18/06/2018
« On connaissait le commerce équitable façon café de Colombie. Désormais, on se préoccupe aussi du revenu de nos paysans. Les circuits courts se multiplient. Exemple avec le lait.
Les grossistes et la grande distribution qui imposent leurs prix au rabais et leurs exigences, Alain Cottebrune en a soupé. Depuis une quinzaine d’années, il vend ses produits en direct dans son petit magasin, La Verdura, installé à Saint-Vaast-la-Hougue, dans le Cotentin, à quelques kilomètres de sa ferme de 50 hectares. 1 euro le kilo de pommes de terre, 1,50 euro le chou-fleur ou la botte de radis, que du bio… « L’avantage n’est pas toujours énorme, mais je maîtrise mes prix et je sais où vont mes produits », raconte l’agriculteur.
Le ras-le-bol du normand n’est pas une exception.
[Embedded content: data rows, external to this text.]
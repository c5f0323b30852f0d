//! imdb CLI Client
//!
//! Interactive command-line client for imdb servers.
//!
//! # Usage
//!
//! ```bash
//! # Connect to local server
//! imdb
//!
//! # Connect to remote server
//! imdb --host example.com --port 6380
//!
//! # Execute single command
//! imdb -c "GET greeting"
//!
//! # Print every message published on two channels
//! imdb --subscribe news --subscribe alerts
//! ```

use std::path::PathBuf;
use std::time::Duration;

use anyhow::{Context, Result};
use clap::Parser;
use colored::*;
use imdb_client::{
    BinaryDecoding, Client, ClientConfig, ClientError, Command, ConnectionState, Payload, Response,
};
use rustyline::error::ReadlineError;
use rustyline::DefaultEditor;
use tracing::Level;
use tracing_subscriber::FmtSubscriber;

/// imdb Command Line Interface
#[derive(Parser, Debug)]
#[command(name = "imdb")]
#[command(author, version, about = "imdb CLI - key-value and pub/sub client")]
struct Args {
    /// Server hostname
    #[arg(short = 'H', long, default_value = "127.0.0.1", env = "IMDB_HOST")]
    host: String,

    /// Server port
    #[arg(short, long, default_value = "6379", env = "IMDB_PORT")]
    port: u16,

    /// Request timeout in milliseconds (0 = wait forever)
    #[arg(long, default_value = "5000", env = "IMDB_TIMEOUT_MS")]
    timeout_ms: u64,

    /// Log level (trace, debug, info, warn, error)
    #[arg(long, default_value = "info", env = "IMDB_LOG_LEVEL")]
    log_level: String,

    /// Execute command and exit
    #[arg(short, long)]
    command: Option<String>,

    /// Subscribe to a channel and print its messages until Ctrl-C (repeatable)
    #[arg(long, value_name = "CHANNEL")]
    subscribe: Vec<String>,

    /// Base64-decode binary messages
    #[arg(long)]
    base64_binary: bool,

    /// Quiet mode (no banner)
    #[arg(short, long)]
    quiet: bool,
}

impl Args {
    fn client_config(&self) -> ClientConfig {
        let timeout = (self.timeout_ms > 0).then(|| Duration::from_millis(self.timeout_ms));
        let binary = if self.base64_binary {
            BinaryDecoding::Base64
        } else {
            BinaryDecoding::Raw
        };

        ClientConfig::new(self.host.clone(), self.port)
            .with_request_timeout(timeout)
            .with_binary_decoding(binary)
    }
}

#[tokio::main]
async fn main() -> Result<()> {
    let args = Args::parse();

    // Logs go to stderr so replies stay clean on stdout
    FmtSubscriber::builder()
        .with_max_level(parse_level(&args.log_level))
        .with_target(false)
        .with_writer(std::io::stderr)
        .init();

    let config = args.client_config();
    let addr = config.addr();
    let client = Client::connect_with(config.clone())
        .await
        .with_context(|| format!("Failed to connect to {}", addr))?;

    // Single command mode
    if let Some(cmd) = args.command {
        let reply = client.execute(Command::raw(cmd)).await?;
        print_reply(&reply);
        return Ok(());
    }

    // Listen mode
    if !args.subscribe.is_empty() {
        for channel in &args.subscribe {
            client
                .subscribe(channel, printer(channel))
                .await
                .with_context(|| format!("Failed to subscribe to {}", channel))?;
            if !args.quiet {
                println!("{}", format!("Subscribed to {}", channel).green());
            }
        }
        tokio::signal::ctrl_c().await?;
        client.close();
        return Ok(());
    }

    if !args.quiet {
        println!(
            "{}",
            format!(
                r#"
  imdb CLI
  Connected to {}
  Type 'help' for commands, 'quit' to exit
"#,
                addr
            )
            .cyan()
        );
    }

    repl(client, config).await
}

async fn repl(mut client: Client, config: ClientConfig) -> Result<()> {
    let mut rl = DefaultEditor::new()?;
    let history_path = history_path();
    if let Some(path) = &history_path {
        let _ = rl.load_history(path);
    }

    // Re-registered after a reconnect
    let mut channels: Vec<String> = Vec::new();

    loop {
        let prompt = format!("{}> ", "imdb".green());
        let line = match tokio::task::block_in_place(|| rl.readline(&prompt)) {
            Ok(line) => line,
            Err(ReadlineError::Interrupted) => {
                println!("^C");
                continue;
            }
            Err(ReadlineError::Eof) => {
                println!("^D");
                break;
            }
            Err(err) => {
                eprintln!("Error: {:?}", err);
                break;
            }
        };

        let line = line.trim();
        if line.is_empty() {
            continue;
        }
        let _ = rl.add_history_entry(line);

        match LocalCommand::parse(line) {
            Some(LocalCommand::Quit) => break,
            Some(LocalCommand::Help) => {
                print_help();
                continue;
            }
            Some(LocalCommand::Clear) => {
                print!("\x1B[2J\x1B[1;1H");
                continue;
            }
            Some(LocalCommand::Usage(usage)) => {
                eprintln!("{} usage: {}", "Error:".red(), usage);
                continue;
            }
            Some(LocalCommand::Subscribe(channel)) => {
                match client.subscribe(&channel, printer(&channel)).await {
                    Ok(_) => {
                        println!("{}", "OK".green());
                        channels.push(channel);
                    }
                    Err(e) => eprintln!("{} {}", "Error:".red(), e),
                }
                continue;
            }
            None => {}
        }

        match client.execute(Command::raw(line)).await {
            Ok(reply) => print_reply(&reply),
            Err(e) => {
                eprintln!("{} {}", "Error:".red(), e);
                if !is_fatal(&e, &client) {
                    continue;
                }

                // Try to reconnect
                match reconnect(&config, &channels).await {
                    Ok(new_client) => {
                        client = new_client;
                        println!("{}", "Reconnected.".yellow());
                    }
                    Err(e) => {
                        eprintln!("{} {:#}", "Connection lost.".red(), e);
                        break;
                    }
                }
            }
        }
    }

    client.close();
    if let Some(path) = &history_path {
        let _ = rl.save_history(path);
    }
    Ok(())
}

async fn reconnect(config: &ClientConfig, channels: &[String]) -> Result<Client> {
    let client = Client::connect_with(config.clone())
        .await
        .with_context(|| format!("Failed to connect to {}", config.addr()))?;
    for channel in channels {
        client.subscribe(channel, printer(channel)).await?;
    }
    Ok(client)
}

fn is_fatal(error: &ClientError, client: &Client) -> bool {
    matches!(error, ClientError::Connection(_) | ClientError::NotConnected(_))
        || client.state() == ConnectionState::Closed
}

/// Commands handled by the CLI itself
#[derive(Debug, PartialEq, Eq)]
enum LocalCommand {
    Quit,
    Help,
    Clear,
    /// Needs a callback, so it cannot go through as a raw line
    Subscribe(String),
    /// Malformed local command, never forwarded
    Usage(&'static str),
}

impl LocalCommand {
    fn parse(line: &str) -> Option<Self> {
        let mut parts = line.split_whitespace();
        let head = parts.next()?.to_uppercase();
        match head.as_str() {
            "QUIT" | "EXIT" => Some(LocalCommand::Quit),
            "HELP" => Some(LocalCommand::Help),
            "CLEAR" => Some(LocalCommand::Clear),
            "SUBSCRIBE" => match (parts.next(), parts.next()) {
                (Some(channel), None) => Some(LocalCommand::Subscribe(channel.to_string())),
                _ => Some(LocalCommand::Usage("SUBSCRIBE <channel>")),
            },
            _ => None,
        }
    }
}

fn printer(channel: &str) -> impl Fn(&Payload) + Send + Sync + 'static {
    let channel = channel.to_string();
    move |payload: &Payload| {
        println!(
            "{} {} {}",
            format!("[{}]", channel).magenta(),
            format!("({})", payload.message_type()).dimmed(),
            payload
        );
    }
}

fn print_reply(reply: &Response) {
    let text = reply.as_str();
    if reply.is_ok() {
        println!("{}", text.green());
    } else if reply.is_nil() {
        println!("{}", text.dimmed());
    } else if text.parse::<i64>().is_ok() {
        println!("{}", text.yellow());
    } else {
        println!("{}", text);
    }
}

fn print_help() {
    println!(
        r#"
{}

{}
  SET <key> <value>                      Set a string value
  GET <key>                              Get a string value

{}
  LPUSH <key> <v1> [v2 ...]              Push values to the head
  RPUSH <key> <v1> [v2 ...]              Push values to the tail
  LPOP <key>                             Pop from the head
  RPOP <key>                             Pop from the tail

{}
  SADD <key> <m1> [m2 ...]               Add members
  SMEMBERS <key>                         List members

{}
  HSET <key> <field> <value>             Set a field
  HGET <key> <field>                     Get a field

{}
  SUBSCRIBE <channel>                    Print messages published on channel
  PUBLISH <channel> <message>            Publish a string
  PUBLISH_JSON <channel> <json>          Publish a JSON value
  PUBLISH_INT <channel> <int>            Publish an integer
  PUBLISH_BIN <channel> <base64>         Publish binary data
  PUBLISH_ARRAY <channel> <json-array>   Publish an array

{}
  help                                   Show this help
  clear                                  Clear screen
  quit/exit                              Exit CLI
"#,
        "imdb Commands".cyan().bold(),
        "Strings".yellow().bold(),
        "Lists".yellow().bold(),
        "Sets".yellow().bold(),
        "Hashes".yellow().bold(),
        "Pub/Sub".yellow().bold(),
        "Local".yellow().bold(),
    );
}

fn parse_level(level: &str) -> Level {
    match level.to_lowercase().as_str() {
        "trace" => Level::TRACE,
        "debug" => Level::DEBUG,
        "info" => Level::INFO,
        "warn" => Level::WARN,
        "error" => Level::ERROR,
        _ => Level::INFO,
    }
}

fn history_path() -> Option<PathBuf> {
    dirs_next::home_dir().map(|home| home.join(".imdb_history"))
}
#[tokio::test]
async fn test_disconnect_fails_pending_then_not_connected() {
    let listener = TcpListener::bind("127.0.0.1:0").await.unwrap();
    let addr = listener.local_addr().unwrap();
    let server = tokio::spawn(async move {
        let (stream, _) = listener.accept().await.unwrap();
        let mut lines = BufReader::new(stream).lines();
        // Read one command and hang up without answering
        lines.next_line().await.unwrap();
    });

    let client = Client::connect_with(config_for(addr)).await.unwrap();
    let err = client.get("k").await.unwrap_err();
    assert!(matches!(err, ClientError::Connection(_)));
    server.await.unwrap();

    assert_eq!(client.state(), ConnectionState::Closed);
    assert!(matches!(
        client.get("k").await,
        Err(ClientError::NotConnected(ConnectionState::Closed))
    ));
    assert!(matches!(
        client.connect().await,
        Err(ClientError::InvalidState(ConnectionState::Closed))
    ));
}

#[tokio::test]
async fn test_commands_before_connect() {
    let client = Client::new(ClientConfig::default());
    assert_eq!(client.state(), ConnectionState::Disconnected);
    assert!(matches!(
        client.set("k", "v").await,
        Err(ClientError::NotConnected(ConnectionState::Disconnected))
    ));

    // A failed SUBSCRIBE leaves no callback behind
    assert!(client.subscribe("news", |_| {}).await.is_err());
    assert_eq!(client.subscriber_count("news"), 0);
}

#[tokio::test]
async fn test_connect_refused() {
    let addr = {
        let listener = TcpListener::bind("127.0.0.1:0").await.unwrap();
        listener.local_addr().unwrap()
    };

    let client = Client::new(config_for(addr));
    assert!(matches!(client.connect().await, Err(ClientError::Connect { .. })));
    assert_eq!(client.state(), ConnectionState::Disconnected);
}

#[tokio::test]
async fn test_encoding_error_is_local() {
    let client = connected_client().await;
    assert!(matches!(
        client.set("bad key", "v").await,
        Err(ClientError::Encoding(_))
    ));
    assert!(matches!(
        client.publish("news", "two\nlines").await,
        Err(ClientError::Encoding(_))
    ));
    assert!(matches!(
        client.subscribe("", |_| {}).await,
        Err(ClientError::Encoding(_))
    ));
    assert_eq!(client.pending(), 0);

    // The connection is still in sync
    assert!(client.set("good", "v").await.unwrap());
    assert_eq!(client.get("good").await.unwrap().as_deref(), Some("v"));
}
Très mal rémunérés (un sur trois touche moins de 350 euros par mois), les agriculteurs sont de plus en plus nombreux à faire le pari du commerce équitable pour gagner leur vie : plus de 21 % des exploitations agricoles travaillent ainsi en circuit court. Ventes à la ferme, magasins de producteurs, drives fermiers, réseaux d’Amap, plates-formes Internet, marques équitables, les initiatives se multiplient, portées par le regain d’intérêt des consommateurs pour une alimentation plus saine, traçable et locale.
Ce mouvement n’a pas échappé à la grande distribution, qui ouvre désormais ses portes à des labels d’un genre nouveau. Carrefour ou Auchan, par exemple, référencent « Paysans d’ici », marque créée par la Scop Ethiquable : farines, légumineuses, confitures, jus de fruits bio et autres. « En moyenne, 49,80 % du prix revient au producteur », explique le cofondateur Rémi Roux.
Une démarche similaire à celle mise en place par l’enseigne Biocoop, dont la gamme « Ensemble », solidaire avec les producteurs, représente aujourd’hui 12 % de ses ventes et fait vivre 2 700 exploitations. Dans la région lilloise, l’enseigne O’tera (4 magasins) a, depuis dix ans, supprimé les intermédiaires. En rayon, elle affiche pour chaque produit sa ferme d’origine et le prix auquel il lui a été payé. « Nous n’avons pas augmenté nos marges depuis notre lancement et chaque magasin est libre de choisir ses fournisseurs », explique Guillaume Steffe, le Directeur Général.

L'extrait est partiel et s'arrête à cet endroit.